Confindustria e Parlamento europeo chiedono equilibrio

Anche Antonio Gozzi, presidente di Federacciai e delegato di Confindustria per l’autonomia strategica europea, ha richiamato l’attenzione sulla necessità di semplificare il quadro normativo e ridurre il peso dei costi energetici per le imprese.

Un concetto condiviso dall’europarlamentare Massimiliano Salini, membro della Commissione Ambiente, Clima e Sicurezza Alimentare del Parlamento europeo, che ha evidenziato la necessità di trovare un equilibrio tra sostenibilità ambientale e sviluppo economico. Secondo Salini, la dipendenza europea da alcune materie prime e l’incertezza legata ai prezzi dell’energia impongono un approccio più equilibrato alle politiche industriali e ambientali.

Lombardia punta sulla filiera del pioppo

Nel corso dell’evento è intervenuto anche l’assessore regionale all’Agricoltura, Sovranità Alimentare e Foreste Alessandro Beduschi, che ha ribadito il valore strategico della filiera del legno e del pannello per il territorio lombardo.

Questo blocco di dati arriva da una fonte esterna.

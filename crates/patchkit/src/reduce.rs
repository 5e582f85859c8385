//! The reduction engine: a depth-first, left-to-right fold of a patch tree.
//!
//! Reduction walks a [`PatchedContent`]'s patch list in order. Nodes with a
//! nested payload (`Add`, `Replace`) have that payload fully reduced first,
//! so inner patches always resolve before the operation that consumes them.
//! Later operations in a list observe the cumulative effect of all earlier
//! ones; sibling branches never interact.
//!
//! Per the JSON Patch `test` contract, a failing `Test` abandons the
//! reduction of the list that owns it and yields that list's pre-reduction
//! content. The non-strict entry points absorb the failure there; the
//! `_strict` variants re-raise it for the top-level list only (nested lists
//! always absorb locally). A missing table entry is a different class of
//! failure entirely and always aborts the whole call with
//! [`ReduceError::Unsupported`].

use std::mem;

use crate::error::ReduceError;
use crate::patchable::{MutatingPatchable, Patchable};
use crate::types::{Op, OpKind, PatchNode, PatchType, PatchedContent};

impl<T: PatchType> PatchedContent<T> {
    /// Reduce with the content type's default table, non-destructively.
    ///
    /// Returns the new content value. A failing `Test` anywhere in the tree
    /// reverts its owning list; at this level that means the original root
    /// content is returned unchanged.
    pub fn reduced(&self) -> Result<T::Content, ReduceError<T>> {
        self.reduced_with(&T::patcher())
    }

    /// Reduce with an explicit operation table.
    pub fn reduced_with(&self, patcher: &Patchable<T>) -> Result<T::Content, ReduceError<T>> {
        match self.reduced_strict_with(patcher) {
            Err(err) if err.is_test_failure() => Ok(self.content.clone()),
            other => other,
        }
    }

    /// Like [`reduced`](Self::reduced), but a failing `Test` in the
    /// top-level list is returned as [`ReduceError::TestFailed`] instead of
    /// being absorbed. Failures inside nested payloads still revert locally.
    pub fn reduced_strict(&self) -> Result<T::Content, ReduceError<T>> {
        self.reduced_strict_with(&T::patcher())
    }

    /// Strict reduction with an explicit operation table.
    pub fn reduced_strict_with(
        &self,
        patcher: &Patchable<T>,
    ) -> Result<T::Content, ReduceError<T>> {
        reduce_list(&self.content, &self.patches, patcher)
    }

    /// Reduce in place with the content type's mutating table.
    ///
    /// Fails with [`ReduceError::MutatingReduceUnsupported`] if the content
    /// type supplies no mutating table. On success `self.content` holds the
    /// reduced value; nested payload contents are consumed in the process,
    /// so the tree is single-use. On error `self.content` is restored to its
    /// pre-call value.
    pub fn reduce_in_place(&mut self) -> Result<(), ReduceError<T>> {
        let patcher = T::mutating_patcher().ok_or(ReduceError::MutatingReduceUnsupported)?;
        self.reduce_in_place_with(&patcher)
    }

    /// In-place reduction with an explicit mutating table.
    pub fn reduce_in_place_with(
        &mut self,
        patcher: &MutatingPatchable<T>,
    ) -> Result<(), ReduceError<T>> {
        match self.reduce_in_place_strict_with(patcher) {
            Err(err) if err.is_test_failure() => Ok(()),
            other => other,
        }
    }

    /// Like [`reduce_in_place`](Self::reduce_in_place), but a failing `Test`
    /// in the top-level list is returned as [`ReduceError::TestFailed`]
    /// (after the content has been restored).
    pub fn reduce_in_place_strict(&mut self) -> Result<(), ReduceError<T>> {
        let patcher = T::mutating_patcher().ok_or(ReduceError::MutatingReduceUnsupported)?;
        self.reduce_in_place_strict_with(&patcher)
    }

    /// Strict in-place reduction with an explicit mutating table.
    pub fn reduce_in_place_strict_with(
        &mut self,
        patcher: &MutatingPatchable<T>,
    ) -> Result<(), ReduceError<T>> {
        reduce_list_in_place(&mut self.content, &mut self.patches, patcher)
    }
}

// ── Pure mode ──────────────────────────────────────────────────────────────

fn reduce_list<T: PatchType>(
    root: &T::Content,
    patches: &[PatchNode<T>],
    patcher: &Patchable<T>,
) -> Result<T::Content, ReduceError<T>> {
    let mut result = root.clone();
    for node in patches {
        match &node.op {
            Op::Add { address } => {
                // An Add without a payload is inert.
                if let Some(sub) = &node.content {
                    let new_content = sub.reduced_with(patcher)?;
                    let added = patcher
                        .added
                        .ok_or(ReduceError::Unsupported(OpKind::Add))?;
                    result = added(result, new_content, address);
                }
            }
            Op::Remove { address } => {
                let removed = patcher
                    .removed
                    .ok_or(ReduceError::Unsupported(OpKind::Remove))?;
                result = removed(result, address);
            }
            Op::Replace { address } => {
                if let Some(sub) = &node.content {
                    let new_content = sub.reduced_with(patcher)?;
                    let replaced = patcher
                        .replaced
                        .ok_or(ReduceError::Unsupported(OpKind::Replace))?;
                    result = replaced(result, new_content, address);
                }
            }
            Op::Copy { from, to } => {
                let copied = patcher
                    .copied
                    .ok_or(ReduceError::Unsupported(OpKind::Copy))?;
                result = copied(result, from, to);
            }
            Op::Move { from, to } => {
                let moved = patcher
                    .moved
                    .ok_or(ReduceError::Unsupported(OpKind::Move))?;
                result = moved(result, from, to);
            }
            Op::Test { expected, address } => {
                let test = patcher
                    .test
                    .ok_or(ReduceError::Unsupported(OpKind::Test))?;
                if !test(&result, expected, address) {
                    return Err(ReduceError::TestFailed {
                        content: result,
                        expected: expected.clone(),
                        address: address.clone(),
                    });
                }
            }
            Op::Empty => {}
        }
    }
    Ok(result)
}

// ── Mutating mode ──────────────────────────────────────────────────────────

fn reduce_list_in_place<T: PatchType>(
    content: &mut T::Content,
    patches: &mut [PatchNode<T>],
    patcher: &MutatingPatchable<T>,
) -> Result<(), ReduceError<T>> {
    let snapshot = content.clone();
    match apply_nodes_in_place(content, patches, patcher) {
        Ok(()) => Ok(()),
        Err(err) => {
            *content = snapshot;
            Err(err)
        }
    }
}

fn apply_nodes_in_place<T: PatchType>(
    content: &mut T::Content,
    patches: &mut [PatchNode<T>],
    patcher: &MutatingPatchable<T>,
) -> Result<(), ReduceError<T>> {
    for node in patches.iter_mut() {
        match &node.op {
            Op::Add { address } => {
                if let Some(sub) = node.content.as_mut() {
                    sub.reduce_in_place_with(patcher)?;
                    let added = patcher
                        .added
                        .ok_or(ReduceError::Unsupported(OpKind::Add))?;
                    let new_content = mem::replace(&mut sub.content, T::empty_content());
                    added(content, new_content, address);
                }
            }
            Op::Remove { address } => {
                let removed = patcher
                    .removed
                    .ok_or(ReduceError::Unsupported(OpKind::Remove))?;
                removed(content, address);
            }
            Op::Replace { address } => {
                if let Some(sub) = node.content.as_mut() {
                    sub.reduce_in_place_with(patcher)?;
                    let replaced = patcher
                        .replaced
                        .ok_or(ReduceError::Unsupported(OpKind::Replace))?;
                    let new_content = mem::replace(&mut sub.content, T::empty_content());
                    replaced(content, new_content, address);
                }
            }
            Op::Copy { from, to } => {
                let copied = patcher
                    .copied
                    .ok_or(ReduceError::Unsupported(OpKind::Copy))?;
                copied(content, from, to);
            }
            Op::Move { from, to } => {
                let moved = patcher
                    .moved
                    .ok_or(ReduceError::Unsupported(OpKind::Move))?;
                moved(content, from, to);
            }
            Op::Test { expected, address } => {
                let test = patcher
                    .test
                    .ok_or(ReduceError::Unsupported(OpKind::Test))?;
                if !test(content, expected, address) {
                    return Err(ReduceError::TestFailed {
                        content: content.clone(),
                        expected: expected.clone(),
                        address: address.clone(),
                    });
                }
            }
            Op::Empty => {}
        }
    }
    Ok(())
}

// ── Tests ──────────────────────────────────────────────────────────────────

Beduschi ha ricordato come la filiera rappresenti un modello virtuoso capace di coniugare sostenibilità ambientale, crescita economica e occupazione. In questo contesto si inserisce la “Nuova intesa per lo sviluppo della filiera del pioppo”, firmata a Palazzo Lombardia nel settembre 2025, considerata da FederlegnoArredo e Assopannelli un passo importante per rafforzare la disponibilità di materia prima nazionale e ridurre la dipendenza dalle importazioni.

Sostenibilità e innovazione per il futuro del settore

La seconda parte della giornata è stata dedicata agli aspetti tecnici e ai progetti di sostenibilità promossi dalla filiera. Tra i temi affrontati, il ruolo del consorzio Riqualta nell’ambito della Responsabilità Estesa del Produttore (EPR), la presentazione dell’Economic Outlook 2025 e il progetto europeo EcoReFibre.

Secondo il presidente di EPF, Pablo Figueroa López, il settore sta attraversando una fase di forte pressione ma continua a dimostrare una notevole capacità di adattamento. Progetti come EcoReFibre, finalizzati al recupero delle fibre di legno per la produzione di nuovi pannelli ad alta qualità, rappresentano la dimostrazione concreta di come economia circolare, competitività industriale e obiettivi climatici possano procedere nella stessa direzione.

Un appello a Bruxelles per il futuro della manifattura europea

Dal confronto emerso a Milano arriva un messaggio chiaro alle istituzioni europee: la sostenibilità deve diventare un vantaggio competitivo e non un costo aggiuntivo per le imprese. Per il settore dei pannelli e della filiera legno-arredo, il futuro passa attraverso regole più semplici, investimenti sostenuti e politiche industriali capaci di rafforzare la manifattura europea in uno scenario globale sempre più competitivo.